Para el momento en el que los patiblancos retornaban a la Ciudad de los Vientos para recibir a los Reales de Kansas City a partir del 17 de agosto, tenía una racha de siete juegos seguidos pegando de hit, con .385 de promedio, tres jonrones y siete carreras impulsadas en ese lapso.
Ya Ramírez había disfrutado de dos secuelas previas de cinco encuentros seguidos con hit en el 2009, pero lo más significativo de su actual seguidilla es que en un lapso de 72 horas definió dos partidos con cuadrangulares, incluyendo el que pegó en Oakland en el décimo inning para decretar una victoria 8-7 sobre los Atléticos en el siempre tan importante primer desafío de una serie.
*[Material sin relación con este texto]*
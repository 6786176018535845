//! spectral — frequency-domain connectivity diagnostics.
//!
//! Purpose
//! -------
//! Turn estimated autoregressive coefficient blocks into partial directed
//! coherence (PDC) arrays, and coefficient *fields* into functional PDC
//! (fPDC): one PDC array per grid cell, describing how directed influence
//! between series varies with the reference signal.
//!
//! Key behaviors
//! -------------
//! - [`pdc`] maps one coefficient block (stacked or per-lag layout) to a
//!   `K × K × |freqs|` coherence array.
//! - [`fpdc`] maps a whole coefficient field cell-wise, preserving missing
//!   cells.
//! - [`fourier_frequencies`] supplies the default frequency set
//!   `{1/T, …, ⌊T/2⌋/T}`.
//!
//! Invariants & assumptions
//! ------------------------
//! - Every PDC entry lies in `[0, 1]`; squared entries sum to one down each
//!   nonzero column of the spectral transfer matrix.
//!
//! Downstream usage
//! ----------------
//! - Invoked by the model façades when `compute_fpdc` is requested, and
//!   available directly for fitted VAR coefficients.
//!
//! Testing notes
//! -------------
//! - Unit tests live with `pdc`; integration tests exercise fPDC through
//!   the model façades.

pub mod errors;
pub mod pdc;

// ---- Re-exports (primary public surface) ----------------------------------

pub use self::errors::{SpectralError, SpectralResult};
pub use self::pdc::{ArCoefficients, FpdcField, fourier_frequencies, fpdc, pdc};

// ---- Optional convenience prelude for downstream crates -------------------

pub mod prelude {
    pub use super::errors::{SpectralError, SpectralResult};
    pub use super::pdc::{ArCoefficients, FpdcField, fourier_frequencies, fpdc, pdc};
}
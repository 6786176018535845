//! spectral::errors — error types for the PDC / fPDC transforms.
//!
//! Purpose
//! -------
//! Provide the error enum and result alias for the frequency-domain
//! transforms, covering malformed coefficient inputs. Runtime numerical
//! issues do not occur here: the transform is a closed-form map over finite
//! inputs.
//!
//! Conventions
//! -----------
//! - Mirrors the estimation-side error design: a hand-rolled enum with
//!   `Display` messages phrased as domain constraints, plus a PyO3 bridge
//!   behind the `python-bindings` feature.

#[cfg(feature = "python-bindings")]
use pyo3::{PyErr, exceptions::PyValueError};

pub type SpectralResult<T> = Result<T, SpectralError>;

/// SpectralError — invalid coefficient inputs to PDC / fPDC.
///
/// Variants
/// --------
/// - `EmptyCoefficients` — no lag matrices were supplied.
/// - `StackedShapeMismatch { rows, cols }` — a stacked `K × K·p` matrix
///   whose column count is not a positive multiple of its row count.
/// - `LagShapeMismatch { lag, rows, cols }` — lag matrix `lag` is not
///   square or disagrees with the first lag's dimension.
#[derive(Debug, Clone, PartialEq)]
pub enum SpectralError {
    EmptyCoefficients,
    StackedShapeMismatch { rows: usize, cols: usize },
    LagShapeMismatch { lag: usize, rows: usize, cols: usize },
}

impl std::error::Error for SpectralError {}

impl std::fmt::Display for SpectralError {
    fn fmt(&self, f: &mut std::fmt::Formatter<'_>) -> std::fmt::Result {
        match self {
            SpectralError::EmptyCoefficients => {
                write!(f, "No coefficient matrices supplied: need at least one lag.")
            }
            SpectralError::StackedShapeMismatch { rows, cols } => {
                write!(
                    f,
                    "Stacked coefficient matrix is {rows}×{cols}; columns must be a positive \
                     multiple of rows (K × K·p)."
                )
            }
            SpectralError::LagShapeMismatch { lag, rows, cols } => {
                write!(
                    f,
                    "Lag matrix {lag} is {rows}×{cols}; every lag must be square with the same \
                     dimension as lag 0."
                )
            }
        }
    }
}

#[cfg(feature = "python-bindings")]
impl From<SpectralError> for PyErr {
    fn from(err: SpectralError) -> PyErr {
        PyValueError::new_err(format!("SpectralError: {err}"))
    }
}

#[cfg(test)]
mod tests {
    use super::*;

    // -------------------------------------------------------------------------
    // Scope
    // -----
    // These tests cover:
    // - Payload embedding in `Display` messages.
    // -------------------------------------------------------------------------

    #[test]
    // Purpose
    // -------
    // Verify that shape-mismatch variants report their dimensions.
    //
    // Given
    // -----
    // - A `StackedShapeMismatch` with rows = 2, cols = 5.
    //
    // Expect
    // ------
    // - The message contains both dimensions.
    fn spectral_error_stacked_mismatch_includes_dimensions_in_display() {
        // Arrange
        let err = SpectralError::StackedShapeMismatch { rows: 2, cols: 5 };

        // Act
        let msg = err.to_string();

        // Assert
        assert!(msg.contains('2') && msg.contains('5'), "message should embed dims.\nGot: {msg}");
    }
}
“Nunca imaginé que pudiera recuperarse de la manera como lo ha hecho”, admitió Guillén. “Comenzó muy mal la temporada, pero ha elevado su juego a un nivel superior. Sus números ya se están acercando a los del año pasado y ha conectado unos cuantos batazos cruciales para nosotros”.
Las cifras a las cuales se hace referencia Guillén son los 21 jonrones y 77 carreras impulsadas alcanzados por Ramírez en el 2008, cuando habría sido el primer Novato del Año de la Liga Americana ganado por un pelotero de los Medias Blancas desde que su actual manager lo conquistó en 1985 de no ser por la monstruosa campaña de Evan Longoria, tercera base de los Rays de Tampa Bay.
Para poner en perspectiva esos 21 bambinazos de Ramírez –cuatro de ellos con las bases llenas para implantar una marca para novatos en las Grandes Ligas- valga recordar que son la tercera mayor cantidad lograda por un intermedista novato en la historia del béisbol. Los únicos que han superado esa cifra han sido Dan Uggla (27 con los Marlins de la Florida en el 2006) y Joe Gordon, quien disparó 24 en 1938 con los Yankees de Nueva York y que acaba de ser exaltado al Salón de la Fama en votación del respectivo Comité de Veteranos.
Aunque sus números en general son firmes, palidecen en comparación a las estadísticas de Alexei frente a los lanzadores zurdos, a los que hace trizas con un porcentaje de .396, el segundo mejor entre todos los titulares del Joven Circuito frente a serpentineros de brazo equivocado.
Y todo esto en una temporada en la que la arrancada del cubano de 27 años de edad era como para darse cabezazos contra la pared. Ramírez solamente promediaba .198 el 10 de mayo, una cifra que palidece en comparación con el respetable .276 que exhibía a mediados de agosto. Desde el 25 de mayo, cuando disparó cuatro hits en siete turnos en una victoria por 17-3 de Chicago sobre los Angelinos de Los Angeles/Anaheim, el antillano promedia .307.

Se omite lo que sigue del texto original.